Reports of mental health issues have skyrocketed in recent years. Life expectancy, on the other hand, has significantly decreased. Not due to lack of access to medical coverage, but because of suicide, opioid overdose, and alcoholism. I’ve written about Gen Z’s mental health issues in the past. Here’s a quick update:

  • Nearly half of Gen Z (42 percent) have experienced “depression or feelings of hopelessness.”
  • Over the past 15 years, antidepressant use has increased in the United States by nearly 65 percent.
  • 46 percent of Gen Z and 38 percent of millennials report being “stressed some most of the time.”
  • More than 9 in 10 members of Gen Z have experienced physical health issues from stress.

Here’s the caveat –– and I promise you, it’s a good one. An increasing number of studies posit that current mental health issues may be the next generation’s response to late-stage capitalism. Now, nobody reading this article is probably socialism inclined and that’s not what I’m advocating. What I am suggesting, however, is that Gen Z is spearheading a change in the present-day consumerist ideology. Retailers ignore this at their own detriment.

I found this excerpt from a recent study on the negative impact of Neoliberal capitalism on mental health to be particularly pertinent to Gen Z purchasing behavior:

“…people driven more by extrinsic motives, meaning that they mostly do things in order to get something in return, are more likely to have shorter and less meaningful relationships than people who are driven by intrinsic motives, meaning that they do things because they enjoy them.”

Think about this quote within a capitalist framework. Next Gens aren’t purchasing items for status or to flex on their counterparts, they’re spending when they absolutely have to, when it’s enjoyable, and/or when they feel like they’re helping the world at large by doing so.

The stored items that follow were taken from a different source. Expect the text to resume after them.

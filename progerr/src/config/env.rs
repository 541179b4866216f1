//! Environment variable parsing with type safety.
//!
//! Provides a type-safe parser for `PROGERR_*` environment variables with
//! validation, error collection, and source tracking.

use super::source::Sourced;
use std::env;
use std::path::PathBuf;
use thiserror::Error;

/// Prefix shared by every variable the crate reads.
pub const ENV_PREFIX: &str = "PROGERR_";

/// Errors that can occur during environment variable parsing.
#[derive(Debug, Clone, PartialEq, Eq, Error)]
pub enum EnvError {
    /// Invalid value for a variable.
    #[error("Invalid value for {var}: expected {expected}, got '{value}'")]
    InvalidValue {
        var: String,
        expected: String,
        value: String,
    },

    /// Path does not exist.
    #[error("Path not found for {var}: {}", .path.display())]
    PathNotFound { var: String, path: PathBuf },

    /// Invalid log level.
    #[error("Invalid log level for {var}: {value}")]
    InvalidLogLevel { var: String, value: String },
}

/// Type-safe environment variable parser.
///
/// Collects errors during parsing so all issues can be reported at once.
pub struct EnvParser {
    prefix: &'static str,
    errors: Vec<EnvError>,
}

impl EnvParser {
    /// Create a new parser with the `PROGERR_` prefix.
    pub fn new() -> Self {
        Self {
            prefix: ENV_PREFIX,
            errors: Vec::new(),
        }
    }

    /// Get all accumulated errors.
    pub fn errors(&self) -> &[EnvError] {
        &self.errors
    }

    /// Check if any errors occurred.
    pub fn has_errors(&self) -> bool {
        !self.errors.is_empty()
    }

    /// Take ownership of errors.
    pub fn take_errors(&mut self) -> Vec<EnvError> {
        std::mem::take(&mut self.errors)
    }

    fn var_name(&self, name: &str) -> String {
        format!("{}{}", self.prefix, name)
    }

    /// Get a boolean value with default.
    ///
    /// Accepts: 1, true, yes, on (for true)
    ///          0, false, no, off, "" (for false)
    pub fn get_bool(&mut self, name: &str, default: bool) -> Sourced<bool> {
        let var_name = self.var_name(name);
        match env::var(&var_name) {
            Ok(value) => match parse_bool(&value) {
                Some(parsed) => Sourced::from_env(parsed, var_name),
                None => {
                    self.errors.push(EnvError::InvalidValue {
                        var: var_name.clone(),
                        expected: "boolean (true/false/1/0/yes/no)".to_string(),
                        value,
                    });
                    Sourced::default_value(default)
                }
            },
            Err(_) => Sourced::default_value(default),
        }
    }

    /// Get a path value with ~ expansion.
    ///
    /// `None` when the variable is unset or empty. If `must_exist` is true,
    /// records an error if the path doesn't exist.
    pub fn get_path(&mut self, name: &str, must_exist: bool) -> Sourced<Option<PathBuf>> {
        let var_name = self.var_name(name);
        let value = match env::var(&var_name) {
            Ok(v) if !v.is_empty() => v,
            Ok(_) => return Sourced::from_env(None, var_name),
            Err(_) => return Sourced::default_value(None),
        };

        let expanded = expand_home(&value);
        if must_exist && !expanded.exists() {
            self.errors.push(EnvError::PathNotFound {
                var: var_name.clone(),
                path: expanded.clone(),
            });
        }

        Sourced::from_env(Some(expanded), var_name)
    }

    /// Get a log level value with validation.
    pub fn get_log_level(&mut self, name: &str, default: &str) -> Sourced<String> {
        let var_name = self.var_name(name);
        match env::var(&var_name) {
            Ok(value) => match parse_log_level(&value) {
                Some(level) => Sourced::from_env(level, var_name),
                None => {
                    self.errors.push(EnvError::InvalidLogLevel {
                        var: var_name.clone(),
                        value,
                    });
                    Sourced::from_env(default.to_string(), var_name)
                }
            },
            Err(_) => Sourced::default_value(default.to_string()),
        }
    }

    /// Get a comma-separated list of strings.
    pub fn get_string_list(&mut self, name: &str, default: Vec<String>) -> Sourced<Vec<String>> {
        let var_name = self.var_name(name);
        match env::var(&var_name) {
            Ok(value) => Sourced::from_env(parse_string_list(&value), var_name),
            Err(_) => Sourced::default_value(default),
        }
    }
}

impl Default for EnvParser {
    fn default() -> Self {
        Self::new()
    }
}

fn parse_bool(value: &str) -> Option<bool> {
    match value.to_lowercase().as_str() {
        "1" | "true" | "yes" | "on" => Some(true),
        "0" | "false" | "no" | "off" | "" => Some(false),
        _ => None,
    }
}

fn parse_log_level(value: &str) -> Option<String> {
    let lower = value.to_lowercase();
    match lower.as_str() {
        "trace" | "debug" | "info" | "warn" | "error" | "off" => Some(lower),
        _ => None,
    }
}

fn parse_string_list(value: &str) -> Vec<String> {
    value
        .split(',')
        .map(|s| s.trim().to_string())
        .filter(|s| !s.is_empty())
        .collect()
}

/// Expand a leading `~/` to the home directory.
pub(crate) fn expand_home(value: &str) -> PathBuf {
    if let Some(stripped) = value.strip_prefix("~/")
        && let Some(home) = dirs::home_dir()
    {
        return home.join(stripped);
    }
    PathBuf::from(value)
}

#[cfg(test)]
#[allow(unsafe_code)]
mod tests {
    use super::*;
    use crate::config::env_test_lock;
    use crate::config::source::ConfigSource;
    use std::env;

    fn cleanup_env(vars: &[&str]) {
        for var in vars {
            // SAFETY: Tests are serialized via env_test_lock
            unsafe { env::remove_var(var) };
        }
    }

    fn set_env(key: &str, value: &str) {
        // SAFETY: Tests are serialized via env_test_lock
        unsafe { env::set_var(key, value) };
    }

    #[test]
    fn test_get_bool_true_values() {
        let _guard = env_test_lock();
        let vars = ["PROGERR_TEST_BOOL_TRUE"];
        cleanup_env(&vars);

        for val in &["1", "true", "yes", "on", "TRUE", "Yes"] {
            set_env("PROGERR_TEST_BOOL_TRUE", val);
            let mut parser = EnvParser::new();
            let result = parser.get_bool("TEST_BOOL_TRUE", false);
            assert!(result.value, "Expected true for '{}'", val);
            assert!(!parser.has_errors());
        }

        cleanup_env(&vars);
    }

    #[test]
    fn test_get_bool_false_values() {
        let _guard = env_test_lock();
        let vars = ["PROGERR_TEST_BOOL_FALSE"];
        cleanup_env(&vars);

        for val in &["0", "false", "no", "off", "FALSE", ""] {
            set_env("PROGERR_TEST_BOOL_FALSE", val);
            let mut parser = EnvParser::new();
            let result = parser.get_bool("TEST_BOOL_FALSE", true);
            assert!(!result.value, "Expected false for '{}'", val);
            assert!(!parser.has_errors());
        }

        cleanup_env(&vars);
    }

    #[test]
    fn test_get_bool_invalid_uses_default() {
        let _guard = env_test_lock();
        let vars = ["PROGERR_BAD_BOOL"];
        cleanup_env(&vars);

        set_env("PROGERR_BAD_BOOL", "maybe");
        let mut parser = EnvParser::new();
        let result = parser.get_bool("BAD_BOOL", false);
        assert!(!result.value);
        assert_eq!(result.source, ConfigSource::Default);
        assert_eq!(
            parser.take_errors(),
            vec![EnvError::InvalidValue {
                var: "PROGERR_BAD_BOOL".to_string(),
                expected: "boolean (true/false/1/0/yes/no)".to_string(),
                value: "maybe".to_string(),
            }]
        );
        assert!(!parser.has_errors());

        cleanup_env(&vars);
    }

    #[test]
    fn test_get_log_level_valid() {
        let _guard = env_test_lock();
        let vars = ["PROGERR_LOG_LEVEL"];
        cleanup_env(&vars);

        for level in &["trace", "debug", "info", "warn", "error", "DEBUG", "INFO"] {
            set_env("PROGERR_LOG_LEVEL", level);
            let mut parser = EnvParser::new();
            let result = parser.get_log_level("LOG_LEVEL", "info");
            assert!(!parser.has_errors(), "Expected valid for '{}'", level);
            assert_eq!(result.value, level.to_lowercase());
        }

        cleanup_env(&vars);
    }

    #[test]
    fn test_get_log_level_invalid() {
        let _guard = env_test_lock();
        let vars = ["PROGERR_LOG_LEVEL_BAD"];
        cleanup_env(&vars);

        set_env("PROGERR_LOG_LEVEL_BAD", "verbose");
        let mut parser = EnvParser::new();
        let result = parser.get_log_level("LOG_LEVEL_BAD", "info");
        assert!(parser.has_errors());
        assert_eq!(result.value, "info");

        cleanup_env(&vars);
    }

    #[test]
    fn test_get_string_list() {
        let _guard = env_test_lock();
        let vars = ["PROGERR_TEST_LIST"];
        cleanup_env(&vars);

        set_env("PROGERR_TEST_LIST", "anchor, token,,");
        let mut parser = EnvParser::new();
        let result = parser.get_string_list("TEST_LIST", vec![]);
        assert_eq!(result.value, vec!["anchor", "token"]);

        // Empty value clears the list rather than falling back
        set_env("PROGERR_TEST_LIST", "");
        let mut parser = EnvParser::new();
        let result = parser.get_string_list("TEST_LIST", vec!["anchor".to_string()]);
        assert!(result.value.is_empty());
        assert!(result.is_from_env());

        cleanup_env(&vars);
    }

    #[test]
    fn test_get_path_must_exist() {
        let _guard = env_test_lock();
        let vars = ["PROGERR_TEST_PATH"];
        cleanup_env(&vars);

        let mut parser = EnvParser::new();
        let result = parser.get_path("TEST_PATH", true);
        assert_eq!(result.value, None);
        assert_eq!(result.source, ConfigSource::Default);
        assert!(!parser.has_errors());

        set_env("PROGERR_TEST_PATH", "/definitely/not/here/progerr.toml");
        let mut parser = EnvParser::new();
        let result = parser.get_path("TEST_PATH", true);
        assert_eq!(
            result.value,
            Some(PathBuf::from("/definitely/not/here/progerr.toml"))
        );
        assert!(matches!(
            parser.errors(),
            [EnvError::PathNotFound { .. }]
        ));

        cleanup_env(&vars);
    }

    #[test]
    fn test_expand_home() {
        assert_eq!(expand_home("/etc/progerr.toml"), PathBuf::from("/etc/progerr.toml"));
        if let Some(home) = dirs::home_dir() {
            assert_eq!(expand_home("~/x.toml"), home.join("x.toml"));
        }
    }

    #[test]
    fn test_source_tracking() {
        let _guard = env_test_lock();
        let vars = ["PROGERR_TEST_SRC"];
        cleanup_env(&vars);

        let mut parser = EnvParser::new();
        let result = parser.get_bool("TEST_SRC", true);
        assert_eq!(result.source, ConfigSource::Default);
        assert!(result.env_var.is_none());

        set_env("PROGERR_TEST_SRC", "off");
        let mut parser = EnvParser::new();
        let result = parser.get_bool("TEST_SRC", true);
        assert_eq!(result.source, ConfigSource::Environment);
        assert_eq!(result.env_var.as_deref(), Some("PROGERR_TEST_SRC"));

        cleanup_env(&vars);
    }

    mod proptest_env_parsing {
        use super::*;
        use proptest::prelude::*;

        proptest! {
            #![proptest_config(ProptestConfig::with_cases(200))]

            #[test]
            fn test_parse_bool_valid_only(s in "[a-zA-Z0-9_-]{0,20}") {
                let valid_true = ["1", "true", "yes", "on"];
                let valid_false = ["0", "false", "no", "off", ""];
                let is_valid = valid_true.iter().any(|v| s.eq_ignore_ascii_case(v))
                    || valid_false.iter().any(|v| s.eq_ignore_ascii_case(v));

                prop_assert_eq!(parse_bool(&s).is_some(), is_valid);
            }

            #[test]
            fn test_parse_log_level_valid_only(s in "[a-zA-Z]{0,10}") {
                let valid_levels = ["trace", "debug", "info", "warn", "error", "off"];
                let is_valid = valid_levels.iter().any(|v| s.eq_ignore_ascii_case(v));
                prop_assert_eq!(parse_log_level(&s).is_some(), is_valid);
            }

            #[test]
            fn test_parse_string_list_separators(
                items in prop::collection::vec("[a-zA-Z0-9]+", 0..10)
            ) {
                let input = items.join(",");
                prop_assert_eq!(parse_string_list(&input), items);
            }

            #[test]
            fn test_env_parser_get_bool(value in "[a-zA-Z0-9_-]{0,20}") {
                let _guard = env_test_lock();
                let var = "PROGERR_PROPTEST_BOOL";
                cleanup_env(&[var]);

                set_env(var, &value);
                let mut parser = EnvParser::new();
                let result = parser.get_bool("PROPTEST_BOOL", false);
                prop_assert_eq!(result.value, parse_bool(&value).unwrap_or(false));
                prop_assert_eq!(parser.has_errors(), parse_bool(&value).is_none());

                cleanup_env(&[var]);
            }
        }
    }
}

A Greater Level of Openness, for Good

Gen Z’s affinity for extreme transparency and creating change extends to their wardrobes. Just check out the surge in brands creating clothing with a mental health awareness bent. Luxury retailers are all about donating to mental health awareness in 2022. Even mid-tier brands like JanSport, Nike, Athleta and others are all aboard the mental health bandwagon.

Next-gen consumers are inarguably discerning, but they’re also forgiving and driven by the desire to create impact for the greater good. Through total transparency, quality goods production, and a willingness to speak to causes that matter to next gens, brands and retailers can continue connecting with next gen consumers… whatever may come next.